The electromagnetic force, the gravitational force, the strong nuclear force, and the weak nuclear force all had to be perfectly balanced in order for stars to form and begin cooking up the elements needed to make planets—silicon, nickel, iron, oxygen, magnesium, and so forth. Adams’ pensive puddle could not find itself sitting in “an interesting hole” unless the hole was situated on a planet orbiting a star that was part of a galaxy that was created by the incredibly fine-tuned forces and conditions of the Big Bang.

And in order for that puddle to wake up one morning and think at all, it would need to be a lot more complex than a mere puddle of water. A thinking puddle would be a very complex puddle. Even if that puddle were comprised of exotic alien nerve cells suspended in a matrix of liquid ammonia, it would certainly need something like lipid molecules and protein structures and nucleic acids in order to become sufficiently evolved as to wake up and contemplate its own existence.

Such components require the existence of carbon. And if you know anything about where carbon comes from, you know that carbon doesn’t grow on trees. It is formed in an amazingly fine-tuned process involving the precise placement of a nuclear resonance level in a beryllium atom. Any enlightened plashet would have to conclude that a superintellect had monkeyed with physics, chemistry, and the biological composition of pools and puddles.

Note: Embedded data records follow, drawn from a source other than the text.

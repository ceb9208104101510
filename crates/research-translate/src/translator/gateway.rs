use crate::error::{Error, Result};
use serde::{Deserialize, Serialize};
use std::time::Duration;

/// Thin client over an OpenRouter-style chat-completion endpoint. Callers
/// pick the model per request; the client itself has no tier logic.
pub struct GatewayClient {
    http: reqwest::Client,
    base_url: String,
    api_key: String,
}

#[derive(Serialize)]
struct ChatRequest<'a> {
    model: &'a str,
    messages: Vec<Message<'a>>,
    temperature: f32,
}

#[derive(Serialize)]
struct Message<'a> {
    role: &'a str,
    content: &'a str,
}

#[derive(Deserialize)]
struct ChatResponse {
    choices: Vec<Choice>,
}

#[derive(Deserialize)]
struct Choice {
    message: ResponseMessage,
}

#[derive(Deserialize)]
struct ResponseMessage {
    content: String,
}

impl GatewayClient {
    pub fn new(base_url: String, api_key: String, timeout: Duration) -> Result<Self> {
        let http = reqwest::Client::builder()
            .timeout(timeout)
            .build()
            .map_err(|e| Error::Config(format!("failed to build HTTP client: {e}")))?;
        Ok(Self { http, base_url, api_key })
    }

    /// One chat-completion call against `model`. Returns the trimmed
    /// response text, or an empty string if the gateway returned no choices.
    pub async fn complete(&self, model: &str, system: &str, prompt: &str) -> Result<String> {
        let request = ChatRequest {
            model,
            messages: vec![
                Message { role: "system", content: system },
                Message { role: "user", content: prompt },
            ],
            temperature: 0.2,
        };

        let response = self
            .http
            .post(format!("{}/chat/completions", self.base_url))
            .header("Authorization", format!("Bearer {}", self.api_key))
            .json(&request)
            .send()
            .await?;

        if !response.status().is_success() {
            let status = response.status();
            let body = response
                .text()
                .await
                .unwrap_or_else(|_| "unable to read error body".to_string());
            return Err(Error::Api(format!("gateway returned {status}: {body}")));
        }

        let parsed: ChatResponse = response.json().await?;
        Ok(parsed
            .choices
            .into_iter()
            .next()
            .map(|c| c.message.content.trim().to_string())
            .unwrap_or_default())
    }
}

The rest of Douglas Adams’ scenario, in which “the sun rises in the sky and the air heats up and … the puddle gets smaller and smaller” is meaningless in view of the fact that dozens and dozens of events, forces, and conditions have to interact in a fine-tuned way in order for the sun to exist, the air to exist, the sky to exist, and the hole in the ground to exist, so that a puddle can wake up one morning and wonder about its place in the cosmic order.

No analogy is perfect, of course, but The Puddle Analogy is downright misleading. It misrepresents the essence of the fine-tuning argument. An analogy should simplify, but not over-simplify.

And that’s why The Puddle Analogy that Richard Dawkins thinks is so brilliant is actually kinda dumb.